Jamal Jeffries (Miguel A. Nunez Jr., in his first starring role) is a star basketball player whose bad attitude and poor sportsmanship are constantly getting him in trouble. He is indefinitely suspended after one particular mishap (which, in the real world, could have landed him in jail) and he loses his fake friends as fast as the money he spent so irresponsibly. With his main priority making back some money and playing the game he loves, he takes up his only option, dressing like woman and playing women’s basketball.

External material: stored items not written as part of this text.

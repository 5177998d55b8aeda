//! Front quality indicators and the hypervolume engine.
//!
//! # Key Types
//!
//! - [`Point`] / [`Front`]: objective vectors and lists of them
//! - [`WfgHypervolume`]: exact n-dimensional hypervolume (WFG slicing)
//! - [`FastHypervolume`]: hypervolume of solution sets with a derived
//!   reference point, plus per-solution contributions
//! - [`QualityIndicator`]: normalized HV, GD, IGD, spread and ε against a
//!   known Pareto front
//!
//! # Submodules
//!
//! - [`metrics`]: the raw, unnormalized distance metrics

mod front;
mod hypervolume;
pub mod metrics;
mod quality;
mod wfg;

pub use front::{max_values, min_values, normalize, parse_front, read_front, Front, Point};
pub use hypervolume::{FastHypervolume, DEFAULT_OFFSET};
pub use quality::QualityIndicator;
pub use wfg::WfgHypervolume;
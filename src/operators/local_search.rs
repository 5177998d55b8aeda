//! Local-search (improvement) operators.

use super::factory::create_mutation;
use super::parameters::Parameters;
use super::{LocalSearch, Mutation};
use crate::archive::Archive;
use crate::core::{
    dominance, ConstraintViolationComparator, Problem, Solution, SolutionComparator,
};
use crate::error::Result;
use crate::parallel::evaluate_caught;
use rand::RngCore;
use std::cmp::Ordering;
use tracing::warn;

/// The outcome of a local search.
#[derive(Debug, Clone)]
pub struct Improvement {
    /// The improved (or unchanged) solution.
    pub solution: Solution,
    /// Evaluations spent.
    pub evaluations: usize,
}

/// Mutation hill climbing.
///
/// Each round mutates a copy of the incumbent and evaluates it. A mutant
/// that beats the incumbent replaces it; a mutant that neither beats nor
/// loses to it is offered to the optional archive. With constraints, the
/// constraint-violation comparator is consulted before dominance. A mutant
/// whose evaluation fails or panics is discarded; the round still counts
/// as one evaluation.
#[derive(Debug)]
pub struct MutationLocalSearch {
    rounds: usize,
    mutation: Box<dyn Mutation>,
}

impl MutationLocalSearch {
    /// Creates the operator.
    pub fn new(rounds: usize, mutation: Box<dyn Mutation>) -> Self {
        Self { rounds, mutation }
    }

    /// Reads `improvementRounds` (default 1) and the `mutation` operator,
    /// whose own settings live under `mutation.*`.
    pub fn from_parameters(params: &Parameters) -> Result<Self> {
        let rounds = params.usize_or("improvementRounds", 1)?;
        let name = params.str_or("mutation", "PolynomialMutation")?;
        let mutation = create_mutation(name, &params.scoped("mutation"))?;
        Ok(Self::new(rounds, mutation))
    }

    /// Number of mutate-evaluate rounds per call.
    pub fn rounds(&self) -> usize {
        self.rounds
    }
}

impl LocalSearch for MutationLocalSearch {
    fn name(&self) -> &'static str {
        "MutationLocalSearch"
    }

    fn improve(
        &self,
        solution: &Solution,
        problem: &dyn Problem,
        mut archive: Option<&mut dyn Archive>,
        rng: &mut dyn RngCore,
    ) -> Result<Improvement> {
        let constrained = problem.number_of_constraints() > 0;
        let mut incumbent = solution.clone();
        let mut evaluations = 0;

        for _ in 0..self.rounds {
            let mut mutant = incumbent.clone();
            self.mutation.execute(&mut mutant, rng)?;
            evaluations += 1;
            if let Err(e) = evaluate_caught(problem, &mut mutant) {
                warn!(error = %e, "mutant evaluation failed, mutant discarded");
                continue;
            }

            let verdict = if constrained {
                match ConstraintViolationComparator.compare(&mutant, &incumbent) {
                    Ordering::Equal => dominance(&mutant, &incumbent),
                    decided => decided,
                }
            } else {
                dominance(&mutant, &incumbent)
            };

            match verdict {
                Ordering::Less => incumbent = mutant,
                Ordering::Greater => {}
                Ordering::Equal => {
                    if let Some(archive) = archive.as_deref_mut() {
                        archive.add(mutant);
                    }
                }
            }
        }

        Ok(Improvement {
            solution: incumbent,
            evaluations,
        })
    }
}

Through the women he reluctantly learns to be a supportive team player and falls for the team’s star, Michelle (“Independence Day’s” lovely Vivica A. Fox). Obviously the usual chaos ensues, and Jamal has to learn several lessons to stay on the team as well as maintain his cover. Besides the talented stars, a supporting cast consisting of reliable character actors like Kevin Pollak, Tommy Davidson, and Wayans’ sister Kim, as well as good turns from hip-hop stars Genuwine and Lil’ Kim. The “dude looks like a lady” plot has been done many times before and there’s nothing new here, from the awkward moments with the love interest to the big moment where all is revealed to the men who were hitting on the main character. So the plot is predictable and a lot of the jokes are lazy. Although there were no surprises and some gratuitous stereotypes, I found myself caring about the characters.
Parents should know that this movie has a lot of raunchy humor, mostly revolving around Jamal’s anatomical differences from his teammates, but pretty typical for the increasingly graphic PG-13 rating. Families who enjoy this movie will enjoy Tootsie and Some Like it Hot selected by the American Film Institute as the funniest movie ever. They may also want to try a more serious story about romantic relationship between hoops players, Love and Basketball.